Secondo la nozione comune, un rapporto affettivo o sessuale “omosessuale maschile” o, brevemente, “omosessuale” è un rapporto “tra due persone di sesso maschile”, ma è evidente che, di fatto, le situazioni che possono verificarsi sono due e sono nettamente diverse tra loro. Se il rapporto si crea tra due gay si parlerà di rapporto gay-gay, se si crea tra un etero e un gay si parlerà di rapporto etero-gay. Non deve stupire che esistano i rapporti etero-gay, perché un etero pur potendosi “innamorare” affettivamente e sessualmente solo di donne o di ragazze, può certamente, per vari motivi, trovarsi ad avere rapporti, in genere privi di una vera componente affettiva, con ragazzi gay, il fenomeno, anzi, è piuttosto comune, come avremo modo di vedere nella sezione dedicata alla sessualità gay.
Storicamente i rapporti etero-gay e quelli gay-gay sono nati in epoche molto diverse e si sono strutturati secondo modelli molti diversi.
Rapporti etero-gay 
In tempi passati, uomini eterosessuali di classe sociale alta, fortemente frustrati nella loro sessualità etero a causa dei matrimoni combinati, erano portati a trovare uno sfogo per la loro sessualità in avventure sessuali con prostitute, o in veri amori ancillari, socialmente negati ma sostanzialmente tollerati perché apparentemente non mettevano in crisi l’istituzione matrimoniale.
L’eterosessualità dei giovani di alto rango sociale era spesso frustrata da matrimoni in cui la moglie era oggettivamente di classe sociale superiore al marito, che finiva per orbitare nella famiglia di lei e per dipendere dai suoi redditi e dalle sue proprietà. In sostanza un uomo eterosessuale poteva sentirsi un oggetto comprato dalla famiglia della moglie. La tendenza a fuggire alla morsa del matrimonio era talvolta notevole ma c’erano certamente freni inibitori rappresentati dalla religione e dai sensi di colpa in materia sessuale da essa ispirati, come pure dal fatto che la crisi di un matrimonio poteva pesare negativamente sui bilanci della famiglia del marito.
Chiaramente, in queste situazioni, la rottura del matrimonio, visto oggettivamente come una vera e propria trappola, nella quale si era entrati per totale inesperienza e sulla base delle pressioni familiari, poteva trovare un’alternativa tollerabile nel fatto di avere un’amante.
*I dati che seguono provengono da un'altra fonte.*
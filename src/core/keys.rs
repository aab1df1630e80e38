//! Key buffer and the disambiguation state machine.
//!
//! Keys are buffered until the key-dispatch engine resolves them. The engine may
//! answer that the buffer is a valid but incomplete prefix (`"d"` when `"dd"` is
//! bound), in which case the loop keeps the keys and waits: either for the next key,
//! or for the timeout after which the prefix is forced.
//!
//! Between iterations exactly one [KeyState] holds:
//! - `Idle`: nothing pending.
//! - `PendingLong`: the engine wants more input and has no timeout preference.
//! - `PendingShort`: the buffer will be force-resolved when the timeout elapses.
//! - `WaitEnter`: a multiline message waits for acknowledgment. The next key clears
//!   it; Enter is swallowed, anything else is dispatched as usual.

use crate::core::echo::FrameId;
use crate::core::host::{DispatchOutcome, DispatchStatus, Host, LoopSettings, ModeKind};
use crate::core::multiplexer::Polled;
use crate::core::updates;

use std::time::Duration;

pub const ESC: char = '\x1b';
pub const ENTER: char = '\r';
pub const TAB: char = '\t';
pub const BACKSPACE: char = '\x7f';
pub const SUSPEND: char = '\x1a';

// Functional keys live in the Private Use Area so they share the buffer with text.
pub const UP: char = '\u{E000}';
pub const DOWN: char = '\u{E001}';
pub const LEFT: char = '\u{E002}';
pub const RIGHT: char = '\u{E003}';
pub const HOME: char = '\u{E004}';
pub const END: char = '\u{E005}';
pub const PAGE_UP: char = '\u{E006}';
pub const PAGE_DOWN: char = '\u{E007}';
pub const DELETE: char = '\u{E008}';
pub const INSERT: char = '\u{E009}';
pub const BACK_TAB: char = '\u{E00A}';
const F_BASE: u32 = 0xE010;

/// Character for function key `F<n>`, `n` in `1..=24`.
pub fn f_key(n: u8) -> Option<char> {
    if (1..=24).contains(&n) {
        char::from_u32(F_BASE + u32::from(n) - 1)
    } else {
        None
    }
}

/// Control character for Ctrl+`c`, if there is one.
pub fn ctrl(c: char) -> Option<char> {
    let lower = c.to_ascii_lowercase();
    match lower {
        'a'..='z' => char::from_u32(lower as u32 - 'a' as u32 + 1),
        '[' => Some(ESC),
        ' ' | '@' => Some('\0'),
        _ => None,
    }
}

/// Pending keystrokes.
///
/// Holds at most `capacity - 2` keys; two slots stay reserved for an append and a
/// terminator. Keys beyond the limit are dropped.
#[derive(Debug)]
pub struct KeyBuffer {
    keys: Vec<char>,
    limit: usize,
}

impl KeyBuffer {
    pub fn with_capacity(capacity: usize) -> Self {
        let limit = capacity.saturating_sub(2);
        Self {
            keys: Vec::with_capacity(limit),
            limit,
        }
    }

    /// Appends `c` if there is room. Returns whether it was stored.
    pub fn push(&mut self, c: char) -> bool {
        if self.keys.len() >= self.limit {
            return false;
        }
        self.keys.push(c);
        true
    }

    /// Drops the first `n` keys, shifting the rest to the front.
    pub fn consume_front(&mut self, n: usize) {
        let n = n.min(self.keys.len());
        self.keys.drain(..n);
    }

    pub fn clear(&mut self) {
        self.keys.clear();
    }

    #[inline]
    pub fn as_slice(&self) -> &[char] {
        &self.keys
    }

    #[inline]
    pub fn len(&self) -> usize {
        self.keys.len()
    }

    #[inline]
    pub fn is_empty(&self) -> bool {
        self.keys.is_empty()
    }

    #[inline]
    pub fn limit(&self) -> usize {
        self.limit
    }

    #[inline]
    pub fn is_full(&self) -> bool {
        self.keys.len() >= self.limit
    }

    pub fn is_lone_escape(&self) -> bool {
        self.keys.as_slice() == [ESC]
    }
}

#[derive(Debug, Clone, Copy, PartialEq, Eq, Default)]
pub enum KeyState {
    #[default]
    Idle,
    PendingLong,
    PendingShort,
    WaitEnter,
}

/// What one iteration of the state machine ended with.
#[derive(Debug, Clone, Copy, PartialEq, Eq)]
pub enum Step {
    /// Nothing was dispatched (empty timeout, swallowed key, suspend).
    Skipped,
    /// The buffer is still an unresolved prefix.
    Pending,
    /// The buffer was resolved and a multiline message now waits for Enter.
    AwaitEnter,
    /// The buffer was resolved; post-dispatch hooks are due.
    Resolved,
}

/// State of one running loop.
#[derive(Debug)]
pub struct LoopContext {
    buffer: KeyBuffer,
    timeout: Duration,
    state: KeyState,
    last: Option<DispatchOutcome>,
    settings: LoopSettings,
    frame: FrameId,
    parent: Option<FrameId>,
}

impl LoopContext {
    /// Creates the context and publishes its buffer on top of the echo stack.
    pub fn enter<H: Host + ?Sized>(host: &mut H) -> Self {
        let settings = host.loop_settings();
        let echo = host.input_echo();
        let parent = echo.current_frame();
        let frame = echo.enter();
        Self {
            buffer: KeyBuffer::with_capacity(settings.buffer_capacity),
            timeout: settings.timeout,
            state: KeyState::Idle,
            last: None,
            settings,
            frame,
            parent,
        }
    }

    /// Unpublishes this context, making the parent's buffer current again.
    pub fn leave<H: Host + ?Sized>(self, host: &mut H) {
        let echo = host.input_echo();
        echo.leave(self.frame);
        debug_assert_eq!(echo.current_frame(), self.parent);
    }

    #[inline]
    pub fn state(&self) -> KeyState {
        self.state
    }

    #[inline]
    pub fn timeout(&self) -> Duration {
        self.timeout
    }

    #[inline]
    pub fn buffer(&self) -> &KeyBuffer {
        &self.buffer
    }

    #[inline]
    pub fn last_outcome(&self) -> Option<DispatchOutcome> {
        self.last
    }

    #[inline]
    pub fn settings(&self) -> &LoopSettings {
        &self.settings
    }

    pub(crate) fn cancel_wait_for_enter(&mut self) {
        if self.state == KeyState::WaitEnter {
            self.state = KeyState::Idle;
        }
    }

    /// Feeds one result of the multiplexer through the state machine.
    pub fn step<H: Host + ?Sized>(&mut self, host: &mut H, polled: Polled) -> Step {
        match polled {
            Polled::Timeout => self.on_timeout(host),
            Polled::Key(c) => self.on_key(host, c),
        }
    }

    fn on_timeout<H: Host + ?Sized>(&mut self, host: &mut H) -> Step {
        if self.state == KeyState::WaitEnter || self.buffer.is_empty() {
            self.timeout = self.settings.timeout;
            return Step::Skipped;
        }

        if self.state == KeyState::PendingShort {
            let outcome = host.submit_timed_out(self.buffer.as_slice());
            self.take_consumed(outcome);
            tracing::trace!(?outcome, left = self.buffer.len(), "timed out dispatch");
            return self.resolve(host, outcome.status() == DispatchStatus::Consumed);
        }

        let outcome = host.submit(self.buffer.as_slice());
        self.apply(host, outcome, false)
    }

    fn on_key<H: Host + ?Sized>(&mut self, host: &mut H, c: char) -> Step {
        if c == SUSPEND {
            suspend(host);
            return Step::Skipped;
        }

        // Any key acknowledges the message; only Enter is used up by it.
        if self.state == KeyState::WaitEnter {
            self.state = KeyState::Idle;
            host.set_pinned(false);
            host.clear_message();
            if c == ENTER {
                return Step::Skipped;
            }
        }

        if !self.buffer.push(c) {
            tracing::trace!(limit = self.buffer.limit(), "key buffer full, key dropped");
        }
        host.set_pinned(false);

        let outcome = host.submit(self.buffer.as_slice());
        self.apply(host, outcome, true)
    }

    fn take_consumed(&mut self, outcome: DispatchOutcome) {
        let consumed = outcome.consumed_len();
        debug_assert!(
            consumed <= self.buffer.len(),
            "dispatch consumed {consumed} of {} keys",
            self.buffer.len()
        );
        self.buffer.consume_front(consumed);
        self.last = Some(outcome);
    }

    fn apply<H: Host + ?Sized>(
        &mut self,
        host: &mut H,
        outcome: DispatchOutcome,
        got_input: bool,
    ) -> Step {
        self.take_consumed(outcome);

        let short = match outcome.status() {
            DispatchStatus::Consumed => return self.resolve(host, true),
            DispatchStatus::PendingShort => true,
            DispatchStatus::PendingLong => false,
        };

        self.state = if short {
            KeyState::PendingShort
        } else {
            KeyState::PendingLong
        };

        if got_input {
            host.input_echo().publish(self.buffer.as_slice());
            host.refresh_input_bar();
        }

        // Only a lone Escape is fast-tracked; other short prefixes keep the full timeout.
        if short && self.buffer.is_lone_escape() {
            self.timeout = self.settings.escape_timeout;
        }

        if outcome.consumed_len() > 0 {
            host.input_echo().clear();
            host.refresh_input_bar();
        }

        if !host.is_pinned()
            && host.current_mode() != ModeKind::CmdLine
            && host.active_has_selection()
        {
            host.show_selection_notice();
        }

        Step::Pending
    }

    /// Ends the current sequence: the buffer is dropped and the timeout restored.
    fn resolve<H: Host + ?Sized>(&mut self, host: &mut H, consumed: bool) -> Step {
        self.timeout = self.settings.timeout;
        updates::flush(host);

        self.buffer.clear();
        host.input_echo().clear();
        host.refresh_input_bar();

        if consumed && host.is_multiline() {
            self.state = KeyState::WaitEnter;
            host.redraw_all();
            return Step::AwaitEnter;
        }

        self.state = KeyState::Idle;
        Step::Resolved
    }
}

/// Hands the terminal back to the shell and stops the process group.
fn suspend<H: Host + ?Sized>(host: &mut H) {
    if let Err(e) = host.detach() {
        tracing::warn!(error = %e, "failed to detach terminal before suspend");
    }
    if let Err(e) = host.suspend_self_and_group() {
        tracing::warn!(error = %e, "failed to stop process group");
    }
    if let Err(e) = host.restore() {
        tracing::warn!(error = %e, "failed to restore terminal after resume");
    }
    host.redraw_all();
}

#[cfg(test)]
mod tests {
    use super::*;

    #[test]
    fn buffer_keeps_two_slots_free() {
        let mut buf = KeyBuffer::with_capacity(8);
        assert_eq!(buf.limit(), 6);
        for c in "abcdefgh".chars() {
            buf.push(c);
        }
        assert_eq!(buf.len(), 6);
        assert!(buf.is_full());
        assert!(!buf.push('z'));
        assert_eq!(buf.as_slice(), &['a', 'b', 'c', 'd', 'e', 'f']);
    }

    #[test]
    fn consume_front_shifts_remainder() {
        let mut buf = KeyBuffer::with_capacity(16);
        for c in "2dd".chars() {
            buf.push(c);
        }
        buf.consume_front(1);
        assert_eq!(buf.as_slice(), &['d', 'd']);
        buf.consume_front(10);
        assert!(buf.is_empty());
    }

    #[test]
    fn lone_escape_detection() {
        let mut buf = KeyBuffer::with_capacity(16);
        assert!(!buf.is_lone_escape());
        buf.push(ESC);
        assert!(buf.is_lone_escape());
        buf.push('j');
        assert!(!buf.is_lone_escape());
    }

    #[test]
    fn ctrl_and_function_keys() {
        assert_eq!(ctrl('z'), Some(SUSPEND));
        assert_eq!(ctrl('L'), Some('\x0c'));
        assert_eq!(ctrl('['), Some(ESC));
        assert_eq!(ctrl('1'), None);
        assert_eq!(f_key(1), Some('\u{E010}'));
        assert_eq!(f_key(0), None);
        assert_eq!(f_key(25), None);
    }
}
Cercarsi un’amante, anch’essa di alto livello sociale, avrebbe comportato la possibilità che si ricreassero rapporti di dipendenza sostanzialmente analoghi a quelli già provati nel matrimonio e per di più i legami sarebbero stati difficilmente dissimulabili in ragione del fatto che moglie e amante provenivano dallo stesso ambiente, molto più facile sarebbe stato trovarsi un’amante di basso livello sociale, la cui fedeltà sarebbe stata garantita dal suo stesso bisogno di denaro, anche qui ritorna la logica del comprare l’amore, ma non si tratta brutalmente di prostituzione ma di qualcosa di molto più complesso in cui intervenivano anche sentimenti nobili, come la tendenza a proteggere la ragazza povera e ad emanciparla dai rischi della vera prostituzione, ben più brutale. Le storie d’amore di questo tipo sono comuni alla fine del ’700 e nel primo ’800 e hanno alimentato tanta letteratura.
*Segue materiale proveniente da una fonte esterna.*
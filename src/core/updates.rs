//! Deferred screen updates.
//!
//! Views never repaint or reload themselves on the spot; they schedule a
//! [ScheduledEvent] and the loop flushes it here, between key reads and after every
//! resolved command.

use crate::core::host::{Host, ModeKind, ScheduledEvent, Side};

/// Performs every scheduled update. Calling it again with nothing scheduled is a no-op.
pub fn flush<H: Host + ?Sized>(host: &mut H) {
    if host.take_redraw_request() {
        host.redraw_all();
    }

    // Menus cover the panes, reloading under them would only move their cursors.
    if host.primary_mode() != ModeKind::Menu {
        for side in Side::BOTH {
            flush_view(host, side);
        }
    }
}

fn flush_view<H: Host + ?Sized>(host: &mut H, side: Side) {
    if !host.shows_dirlist(side) {
        return;
    }

    match host.take_scheduled_event(side) {
        ScheduledEvent::None => {}
        ScheduledEvent::Redraw => host.redraw_view(side),
        ScheduledEvent::Reload => {
            host.reload(side, true);
            if side == Side::Active && !host.is_multiline() {
                host.update_ruler();
            }
        }
        ScheduledEvent::FullReload => host.reload(side, false),
    }
}
//! Terminal readiness gate run at the top of every loop iteration.

use crate::core::host::{Host, TerminalState};
use crate::error::Result;

/// Makes sure the terminal can be used for this iteration.
///
/// Returns `false` when the terminal is too small; by then the notice has been shown
/// and a wake-up (resize) received, and the caller should start the iteration over.
pub fn check_and_prepare<H: Host + ?Sized>(host: &mut H) -> Result<bool> {
    match host.refresh_terminal_state() {
        TerminalState::TooSmall => {
            host.show_too_small();
            host.wait_for_wake()?;
            Ok(false)
        }
        TerminalState::BackToNormal => {
            // Keys typed while the terminal was unusable were never seen by the user.
            host.drain_input()?;
            host.set_terminal_state(TerminalState::Normal);
            host.redraw_all();

            host.set_pinned(false);
            host.show_message("");
            tracing::debug!("terminal usable again");
            Ok(true)
        }
        TerminalState::Normal => Ok(true),
    }
}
Se l’uomo eterosessuale di alta società incontrava una ragazza povera ma fedele e oggettivamente innamorata di lui, il rapporto poteva diventare stabile e anche molto gratificante, fermo restando che non avrebbe mai potuto trasformarsi in matrimonio a causa della enorme differenza di livello sociale. La storia di Cenerentola rappresenta, in forma molto nobilitata, un rapporto d’amore tra una ragazza povera e il suo amante nobile e ricco. Va sottolineato che i rapporti degli uomini etero con le loro amanti avevano anche una componente di potere non trascurabile, la differenza di classe sociale aveva un ruolo fondamentale ed era la base di una struttura del rapporto del tutto dissimmetrica: la ragazza era totalmente dipendente dall’amante non solo a livello economico ma anche a livello culturale, era in genere analfabeta, mentre il suo amante era un uomo che aveva ricevuto un’educazione raffinata e che frequentava gli ambienti dell’alta società. All’epoca, la condizione della donna, ai livelli sociali bassi, era di netta subordinazione e, in genere, una ragazza povera che si vedeva corteggiata da un ricco signore, ben si guardava dal reclamare una parità di fatto impossibile. Su queste basi i rapporti tra un eterosessuale ricco e la sua amante potevano durare per anni ed essere sostanzialmente gratificanti per entrambi.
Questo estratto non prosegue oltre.